Problem statement
Taking each line of the records in turn, count those containing "YouTube" and report only the number.

Collected data entries
* * *

use chrono::{DateTime, Utc};
use serde::{Deserialize, Serialize};
use std::collections::HashMap;
use std::fmt;

/// Opaque per-user identity handed in by the (out-of-scope) auth collaborator.
#[derive(Debug, Clone, PartialEq, Eq, Hash, Serialize, Deserialize)]
pub struct OwnerId(pub String);

impl fmt::Display for OwnerId {
    fn fmt(&self, f: &mut fmt::Formatter<'_>) -> fmt::Result {
        write!(f, "{}", self.0)
    }
}

/// Opaque function identity handed in by the (out-of-scope) function CRUD collaborator.
#[derive(Debug, Clone, PartialEq, Eq, Hash, Serialize, Deserialize)]
pub struct FunctionId(pub String);

impl fmt::Display for FunctionId {
    fn fmt(&self, f: &mut fmt::Formatter<'_>) -> fmt::Result {
        write!(f, "{}", self.0)
    }
}

/// Request handed to the engine by a validated collaborator. `source_code`
/// is assumed already bounded to <= 1 MiB upstream; the engine never
/// re-validates it.
#[derive(Debug, Clone)]
pub struct ExecutionRequest {
    pub function_id: FunctionId,
    pub owner_id: OwnerId,
    pub source_code: String,
    pub input: Option<serde_json::Value>,
}

/// Status of a terminated invocation.
#[derive(Debug, Clone, Copy, PartialEq, Eq, Serialize, Deserialize)]
#[serde(rename_all = "lowercase")]
pub enum ExecutionStatus {
    Success,
    Error,
}

impl fmt::Display for ExecutionStatus {
    fn fmt(&self, f: &mut fmt::Formatter<'_>) -> fmt::Result {
        match self {
            ExecutionStatus::Success => write!(f, "success"),
            ExecutionStatus::Error => write!(f, "error"),
        }
    }
}

/// The structured result returned to the caller. `status == Success` implies
/// `error` is `None`; `status == Error` implies `output` is `None`.
#[derive(Debug, Clone, Serialize, Deserialize)]
pub struct ExecutionResult {
    pub status: ExecutionStatus,
    pub output: Option<String>,
    pub error: Option<String>,
    pub elapsed_ms: u64,
}

impl ExecutionResult {
    pub fn success(output: String, elapsed_ms: u64) -> Self {
        Self {
            status: ExecutionStatus::Success,
            output: Some(output),
            error: None,
            elapsed_ms,
        }
    }

    pub fn error(message: impl Into<String>, elapsed_ms: u64) -> Self {
        Self {
            status: ExecutionStatus::Error,
            output: None,
            error: Some(message.into()),
            elapsed_ms,
        }
    }
}

/// Per-user durable quota row.
#[derive(Debug, Clone, PartialEq, Eq)]
pub struct Quota {
    pub owner_id: OwnerId,
    pub cpu_time_used_ms: i64,
    pub concurrent_count: i32,
    pub last_reset_at: DateTime<Utc>,
}

impl Quota {
    pub fn fresh(owner_id: OwnerId, now: DateTime<Utc>) -> Self {
        Self {
            owner_id,
            cpu_time_used_ms: 0,
            concurrent_count: 0,
            last_reset_at: now,
        }
    }
}

/// A parsed HTTP-response envelope extracted from sandbox stdout.
#[derive(Debug, Clone, Serialize, Deserialize, PartialEq)]
pub struct HttpEnvelope {
    pub status_code: u16,
    pub headers: HashMap<String, String>,
    pub body: EnvelopeBody,
}

/// The body of an `HttpEnvelope`. The wire shape always carries a string,
/// but if that string is itself JSON it is promoted to a structured value
/// so callers don't have to double-decode.
#[derive(Debug, Clone, Serialize, Deserialize, PartialEq)]
#[serde(untagged)]
pub enum EnvelopeBody {
    Structured(serde_json::Value),
    Text(String),
}

impl EnvelopeBody {
    pub fn as_text(&self) -> String {
        match self {
            EnvelopeBody::Structured(v) => v.to_string(),
            EnvelopeBody::Text(s) => s.clone(),
        }
    }
}

/// What Capture produced from a sandbox's stdout. Deliberately two explicit
/// variants — the Orchestrator never has to guess which mode the caller
/// wanted (§9 open question, resolved).
#[derive(Debug, Clone)]
pub enum CaptureOutcome {
    Envelope(HttpEnvelope),
    Raw(String),
}

/// A deployed function as read from the (out-of-scope-owned) function store.
#[derive(Debug, Clone, PartialEq, Eq)]
pub struct Function {
    pub id: FunctionId,
    pub owner_id: OwnerId,
    pub source_code: String,
    pub enabled: bool,
}

/// One append-only row in the Execution Log.
#[derive(Debug, Clone)]
pub struct ExecutionLogRecord {
    pub function_id: FunctionId,
    pub owner_id: OwnerId,
    pub status: ExecutionStatus,
    pub output: Option<String>,
    pub error: Option<String>,
    pub elapsed_ms: u64,
}
//! Administrative CLI for operations the HTTP front end deliberately doesn't
//! expose (§6.2): resetting per-user CPU quotas on a cron-driven schedule.

use clap::{Parser, Subcommand};
use faas_engine::store::{PgQuotaStore, QuotaStore};
use faas_engine::EngineConfig;
use sqlx::postgres::PgPoolOptions;
use std::time::Duration;
use tracing::info;

#[derive(Parser)]
#[command(name = "quota-admin", about = "Administer per-user FaaS quotas")]
struct Cli {
    #[command(subcommand)]
    command: Command,
}

#[derive(Subcommand)]
enum Command {
    /// Zero `cpu_time_used_ms` for every user whose quota row was last reset
    /// more than `older_than_hours` ago.
    ResetCpu {
        #[arg(long, default_value_t = 24)]
        older_than_hours: u64,
    },
}

#[tokio::main]
async fn main() -> anyhow::Result<()> {
    tracing_subscriber::fmt()
        .with_env_filter("faas_engine=info")
        .init();
    dotenvy::dotenv().ok();

    let cli = Cli::parse();
    let config = EngineConfig::default();

    let pool = PgPoolOptions::new()
        .max_connections(2)
        .connect(&config.database_url)
        .await?;
    let quota_store = PgQuotaStore::new(pool);

    match cli.command {
        Command::ResetCpu { older_than_hours } => {
            let reset = quota_store
                .reset_cpu_if_older_than(Duration::from_secs(older_than_hours * 3600))
                .await?;
            info!(reset_count = reset, "reset cpu quotas");
            println!("reset {reset} user quota rows");
        }
    }

    Ok(())
}
//! Manus CLI - AI-assisted YouTube script writing
//!
//! The application logic is contained in lib.rs, and this file is responsible
//! for parsing arguments and handling top-level errors.

use clap::{CommandFactory, Parser, Subcommand};
use clap_complete::Shell;
use manus::{agent, render, ui, Config};
use std::path::PathBuf;

#[derive(Parser)]
#[command(name = "manus")]
#[command(author, version, about = "TUI for AI-assisted YouTube script writing", long_about = None)]
struct Cli {
    #[command(subcommand)]
    command: Option<Commands>,
}

#[derive(Subcommand)]
enum Commands {
    /// Generate a script for a video topic
    Generate {
        /// Video topic (prompted for interactively when omitted)
        topic: Option<String>,
        /// Overall mood, e.g. "Educational" or "Humorous"
        #[arg(long)]
        mood: Option<String>,
        /// Presentation tone, e.g. "Conversational" or "Storytelling"
        #[arg(long)]
        tone: Option<String>,
        /// Target audience, e.g. "Beginners"
        #[arg(long)]
        audience: Option<String>,
        /// Expected video length, e.g. "Medium (10-20 mins)"
        #[arg(long)]
        length: Option<String>,
        /// Also write the script as plain text to this file
        #[arg(long)]
        output: Option<PathBuf>,
    },
    /// Generate shell completions
    Completions {
        /// Shell to generate completions for
        #[arg(value_enum)]
        shell: Shell,
    },
}

#[tokio::main]
async fn main() -> anyhow::Result<()> {
    let cli = Cli::parse();

    match cli.command {
        Some(Commands::Generate {
            topic,
            mood,
            tone,
            audience,
            length,
            output,
        }) => {
            if !atty::is(atty::Stream::Stdout) {
                colored::control::set_override(false);
            }

            let topic = match topic {
                Some(topic) => topic,
                None => dialoguer::Input::<String>::new()
                    .with_prompt("Video topic")
                    .interact_text()?,
            };
            let topic = topic.trim().to_string();
            if topic.is_empty() {
                anyhow::bail!("topic must not be empty");
            }

            let mut config = Config::load()?;

            // CLI flags override the configured generation defaults
            if let Some(mood) = mood {
                config.generation.mood = mood;
            }
            if let Some(tone) = tone {
                config.generation.tone = tone;
            }
            if let Some(audience) = audience {
                config.generation.audience = audience;
            }
            if let Some(length) = length {
                config.generation.length = length;
            }

            println!("Generating script for '{}'...\n", topic);
            let script = agent::generate(&topic, &config).await?;

            render::print_script(&script);

            if let Some(path) = output {
                std::fs::write(&path, render::script_to_text(&script))?;
                println!("\nSaved script to {}", path.display());
            }
        }
        Some(Commands::Completions { shell }) => {
            clap_complete::generate(shell, &mut Cli::command(), "manus", &mut std::io::stdout());
        }
        None => {
            // Default: Launch the TUI
            ui::run().await?;
        }
    }

    Ok(())
}
//! Rendering of generated scripts for the terminal and for export.

use crate::script::VideoScript;
use colored::Colorize;

/// Render a script as plain text in fixed field order.
///
/// Pure and deterministic; also the format written by `--output`.
pub fn script_to_text(script: &VideoScript) -> String {
    let mut out = String::new();

    out.push_str(&format!("TITLE: {}\n\n", script.title));
    out.push_str(&format!("HOOK:\n{}\n\n", script.hook));
    out.push_str(&format!("INTRODUCTION:\n{}\n\n", script.introduction));

    out.push_str("MAIN POINTS:\n");
    for (i, point) in script.main_points.iter().enumerate() {
        out.push_str(&format!("{}. {}\n", i + 1, point));
    }
    out.push('\n');

    out.push_str(&format!("CONCLUSION:\n{}\n\n", script.conclusion));
    out.push_str(&format!("TAGS:\n{}\n\n", script.tags.join(", ")));
    out.push_str(&format!("ESTIMATED DURATION:\n{}\n", script.estimated_duration));

    out
}

/// Print a script to the terminal, field by field in the same order.
pub fn print_script(script: &VideoScript) {
    println!("=== {} ===\n", script.title.bold());

    println!("🎣 Hook:");
    println!("  {}\n", script.hook);

    println!("📖 Introduction:");
    println!("  {}\n", script.introduction);

    println!("📌 Main Points:");
    for (i, point) in script.main_points.iter().enumerate() {
        println!("  {}. {}", i + 1, point);
    }
    println!();

    println!("💡 Conclusion:");
    println!("  {}\n", script.conclusion);

    println!("🏷️  Tags:");
    println!("  {}\n", script.tags.join(", ").cyan());

    println!("⏱️  Estimated duration: {}", script.estimated_duration);
}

* * *

The answer
2